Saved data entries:
BEGIN

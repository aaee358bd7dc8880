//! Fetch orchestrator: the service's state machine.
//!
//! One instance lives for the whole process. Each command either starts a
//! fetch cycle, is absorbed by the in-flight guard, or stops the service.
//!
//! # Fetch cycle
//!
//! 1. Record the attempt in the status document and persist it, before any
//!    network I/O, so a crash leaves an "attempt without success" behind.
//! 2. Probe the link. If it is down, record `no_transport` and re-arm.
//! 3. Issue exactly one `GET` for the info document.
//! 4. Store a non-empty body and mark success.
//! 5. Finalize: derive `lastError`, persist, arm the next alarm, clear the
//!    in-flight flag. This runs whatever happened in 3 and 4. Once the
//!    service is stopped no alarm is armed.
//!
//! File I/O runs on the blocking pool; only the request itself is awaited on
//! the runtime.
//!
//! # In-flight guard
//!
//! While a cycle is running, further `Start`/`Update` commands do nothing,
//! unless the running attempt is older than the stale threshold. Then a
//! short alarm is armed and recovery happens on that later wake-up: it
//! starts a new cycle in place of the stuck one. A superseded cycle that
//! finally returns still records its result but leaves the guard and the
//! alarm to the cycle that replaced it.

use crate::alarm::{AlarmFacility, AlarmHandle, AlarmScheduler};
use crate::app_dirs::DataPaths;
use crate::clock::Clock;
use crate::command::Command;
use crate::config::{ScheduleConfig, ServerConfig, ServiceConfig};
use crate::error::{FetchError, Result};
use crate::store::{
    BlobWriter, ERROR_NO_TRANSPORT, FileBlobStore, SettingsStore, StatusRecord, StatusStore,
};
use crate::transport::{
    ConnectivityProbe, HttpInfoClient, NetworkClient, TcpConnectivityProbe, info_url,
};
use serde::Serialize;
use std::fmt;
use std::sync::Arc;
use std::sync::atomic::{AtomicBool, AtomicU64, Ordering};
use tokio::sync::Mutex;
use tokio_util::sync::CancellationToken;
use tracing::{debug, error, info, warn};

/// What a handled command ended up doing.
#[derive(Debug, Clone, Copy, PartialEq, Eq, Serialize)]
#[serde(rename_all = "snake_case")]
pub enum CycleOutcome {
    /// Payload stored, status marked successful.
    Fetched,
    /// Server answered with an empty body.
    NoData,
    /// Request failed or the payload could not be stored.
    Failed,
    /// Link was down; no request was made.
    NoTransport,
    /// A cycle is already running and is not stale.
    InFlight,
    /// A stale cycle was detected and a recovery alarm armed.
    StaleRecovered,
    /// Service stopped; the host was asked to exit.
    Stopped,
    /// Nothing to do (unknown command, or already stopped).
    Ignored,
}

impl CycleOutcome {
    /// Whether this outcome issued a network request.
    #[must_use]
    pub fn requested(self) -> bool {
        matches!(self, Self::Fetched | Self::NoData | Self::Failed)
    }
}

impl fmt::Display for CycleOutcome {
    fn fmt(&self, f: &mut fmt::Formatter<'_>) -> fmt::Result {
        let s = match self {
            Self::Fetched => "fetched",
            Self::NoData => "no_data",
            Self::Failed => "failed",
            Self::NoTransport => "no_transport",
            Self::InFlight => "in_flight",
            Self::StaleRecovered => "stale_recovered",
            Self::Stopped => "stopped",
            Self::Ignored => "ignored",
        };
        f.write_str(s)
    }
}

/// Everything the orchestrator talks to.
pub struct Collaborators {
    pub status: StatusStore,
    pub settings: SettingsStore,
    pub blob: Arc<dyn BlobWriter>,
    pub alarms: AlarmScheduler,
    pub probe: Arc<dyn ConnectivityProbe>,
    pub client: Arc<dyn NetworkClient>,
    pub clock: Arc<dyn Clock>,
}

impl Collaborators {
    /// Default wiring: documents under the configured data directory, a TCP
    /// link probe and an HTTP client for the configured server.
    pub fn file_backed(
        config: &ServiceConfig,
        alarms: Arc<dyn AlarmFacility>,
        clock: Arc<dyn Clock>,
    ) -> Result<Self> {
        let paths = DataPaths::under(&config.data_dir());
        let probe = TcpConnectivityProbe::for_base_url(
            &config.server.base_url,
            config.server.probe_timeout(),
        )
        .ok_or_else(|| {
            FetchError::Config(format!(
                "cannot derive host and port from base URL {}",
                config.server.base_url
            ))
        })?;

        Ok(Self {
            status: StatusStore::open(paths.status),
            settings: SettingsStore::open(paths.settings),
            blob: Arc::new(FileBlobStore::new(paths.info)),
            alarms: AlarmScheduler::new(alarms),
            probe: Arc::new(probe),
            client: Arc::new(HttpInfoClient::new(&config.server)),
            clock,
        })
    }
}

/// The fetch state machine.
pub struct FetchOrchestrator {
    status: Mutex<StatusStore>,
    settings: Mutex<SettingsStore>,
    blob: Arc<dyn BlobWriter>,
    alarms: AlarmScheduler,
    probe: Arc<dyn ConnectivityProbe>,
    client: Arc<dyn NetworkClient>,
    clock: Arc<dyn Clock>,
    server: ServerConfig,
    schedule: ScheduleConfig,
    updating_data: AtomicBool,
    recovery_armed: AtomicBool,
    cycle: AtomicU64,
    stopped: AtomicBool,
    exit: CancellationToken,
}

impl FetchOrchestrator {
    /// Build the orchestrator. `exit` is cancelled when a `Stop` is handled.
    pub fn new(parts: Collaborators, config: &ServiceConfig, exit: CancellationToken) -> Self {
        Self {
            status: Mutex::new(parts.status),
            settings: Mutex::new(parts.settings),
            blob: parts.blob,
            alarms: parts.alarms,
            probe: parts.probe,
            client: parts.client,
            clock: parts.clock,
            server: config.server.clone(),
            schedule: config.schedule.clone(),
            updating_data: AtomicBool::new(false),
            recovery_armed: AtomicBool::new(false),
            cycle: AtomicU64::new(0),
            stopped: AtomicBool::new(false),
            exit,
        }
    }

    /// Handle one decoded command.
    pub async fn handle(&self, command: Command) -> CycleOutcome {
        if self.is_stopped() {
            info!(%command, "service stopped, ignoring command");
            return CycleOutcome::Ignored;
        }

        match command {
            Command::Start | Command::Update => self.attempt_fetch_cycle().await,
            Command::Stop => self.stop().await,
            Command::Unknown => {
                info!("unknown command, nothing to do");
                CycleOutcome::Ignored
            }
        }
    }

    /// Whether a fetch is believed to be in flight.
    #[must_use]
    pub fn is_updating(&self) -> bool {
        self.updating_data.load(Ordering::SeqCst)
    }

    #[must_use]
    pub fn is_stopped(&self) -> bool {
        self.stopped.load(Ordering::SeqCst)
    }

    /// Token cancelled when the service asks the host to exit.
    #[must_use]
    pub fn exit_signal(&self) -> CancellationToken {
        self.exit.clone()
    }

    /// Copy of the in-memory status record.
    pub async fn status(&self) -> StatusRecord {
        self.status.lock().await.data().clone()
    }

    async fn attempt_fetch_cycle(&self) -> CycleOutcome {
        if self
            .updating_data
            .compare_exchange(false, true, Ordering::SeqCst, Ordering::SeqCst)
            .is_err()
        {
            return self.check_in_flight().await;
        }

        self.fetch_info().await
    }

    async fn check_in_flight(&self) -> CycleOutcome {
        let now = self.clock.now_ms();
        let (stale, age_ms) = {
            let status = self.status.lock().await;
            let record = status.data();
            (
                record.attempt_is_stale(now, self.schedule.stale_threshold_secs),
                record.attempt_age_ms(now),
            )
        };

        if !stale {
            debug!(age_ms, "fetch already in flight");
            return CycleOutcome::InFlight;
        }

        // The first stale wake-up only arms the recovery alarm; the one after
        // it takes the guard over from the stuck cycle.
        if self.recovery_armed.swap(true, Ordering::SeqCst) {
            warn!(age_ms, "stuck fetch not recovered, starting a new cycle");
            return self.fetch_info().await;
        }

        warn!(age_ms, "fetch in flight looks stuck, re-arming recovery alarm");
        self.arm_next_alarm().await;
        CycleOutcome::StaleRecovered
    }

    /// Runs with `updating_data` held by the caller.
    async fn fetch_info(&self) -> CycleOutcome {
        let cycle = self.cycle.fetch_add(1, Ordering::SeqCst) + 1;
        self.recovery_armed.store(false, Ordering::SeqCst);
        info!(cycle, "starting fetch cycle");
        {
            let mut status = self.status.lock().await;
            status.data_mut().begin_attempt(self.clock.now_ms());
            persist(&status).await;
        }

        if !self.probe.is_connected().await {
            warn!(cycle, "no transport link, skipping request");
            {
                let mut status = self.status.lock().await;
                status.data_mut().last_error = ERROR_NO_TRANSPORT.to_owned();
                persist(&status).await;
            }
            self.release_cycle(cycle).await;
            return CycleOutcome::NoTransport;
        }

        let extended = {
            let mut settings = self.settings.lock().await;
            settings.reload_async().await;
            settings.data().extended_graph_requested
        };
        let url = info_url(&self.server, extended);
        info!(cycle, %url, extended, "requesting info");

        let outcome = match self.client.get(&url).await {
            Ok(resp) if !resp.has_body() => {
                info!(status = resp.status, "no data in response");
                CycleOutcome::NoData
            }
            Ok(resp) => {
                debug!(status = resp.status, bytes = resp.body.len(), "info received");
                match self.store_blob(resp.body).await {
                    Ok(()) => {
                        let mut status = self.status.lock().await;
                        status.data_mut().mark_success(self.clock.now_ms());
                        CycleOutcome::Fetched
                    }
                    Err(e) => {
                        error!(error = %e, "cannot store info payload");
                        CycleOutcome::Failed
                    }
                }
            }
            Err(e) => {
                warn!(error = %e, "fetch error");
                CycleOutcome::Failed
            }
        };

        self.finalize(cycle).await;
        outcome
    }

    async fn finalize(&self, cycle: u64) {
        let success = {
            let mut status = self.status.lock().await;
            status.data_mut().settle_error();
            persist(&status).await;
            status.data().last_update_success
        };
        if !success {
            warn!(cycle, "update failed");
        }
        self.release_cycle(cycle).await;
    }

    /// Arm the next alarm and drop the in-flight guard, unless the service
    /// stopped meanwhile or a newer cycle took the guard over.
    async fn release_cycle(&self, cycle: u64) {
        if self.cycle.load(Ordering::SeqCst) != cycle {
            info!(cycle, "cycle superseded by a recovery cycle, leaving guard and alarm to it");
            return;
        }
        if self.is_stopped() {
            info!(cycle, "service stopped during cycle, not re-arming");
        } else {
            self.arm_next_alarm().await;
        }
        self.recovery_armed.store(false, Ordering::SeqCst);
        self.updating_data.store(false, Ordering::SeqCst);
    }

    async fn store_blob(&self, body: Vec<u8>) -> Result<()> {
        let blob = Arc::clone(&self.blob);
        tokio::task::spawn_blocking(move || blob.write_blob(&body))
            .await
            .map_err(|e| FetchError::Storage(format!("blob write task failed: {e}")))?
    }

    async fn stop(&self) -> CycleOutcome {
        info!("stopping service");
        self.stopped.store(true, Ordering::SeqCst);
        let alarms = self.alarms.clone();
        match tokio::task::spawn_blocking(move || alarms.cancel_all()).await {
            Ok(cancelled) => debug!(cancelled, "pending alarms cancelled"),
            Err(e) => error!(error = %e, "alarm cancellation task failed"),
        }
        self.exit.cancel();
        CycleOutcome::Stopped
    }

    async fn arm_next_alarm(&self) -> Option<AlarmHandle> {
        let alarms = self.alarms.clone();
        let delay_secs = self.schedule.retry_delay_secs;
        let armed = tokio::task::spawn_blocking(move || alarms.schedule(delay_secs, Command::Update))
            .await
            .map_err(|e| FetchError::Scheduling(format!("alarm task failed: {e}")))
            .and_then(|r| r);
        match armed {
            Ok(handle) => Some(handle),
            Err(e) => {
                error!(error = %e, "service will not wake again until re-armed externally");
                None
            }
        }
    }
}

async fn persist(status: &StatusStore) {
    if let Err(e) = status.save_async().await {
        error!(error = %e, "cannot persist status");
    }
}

END

• _WORK ORDER_:
Working from the records above, write out verbatim only the lines from the line containing "return CycleOutcome::InFlight;" through the line containing "in flight looks".

• _COMPLETED TASK_:
            return CycleOutcome::InFlight;
        }

        // The first stale wake-up only arms the recovery alarm; the one after
        // it takes the guard over from the stuck cycle.
        if self.recovery_armed.swap(true, Ordering::SeqCst) {
            warn!(age_ms, "stuck fetch not recovered, starting a new cycle");
            return self.fetch_info().await;
        }

        warn!(age_ms, "fetch in flight looks stuck, re-arming recovery alarm");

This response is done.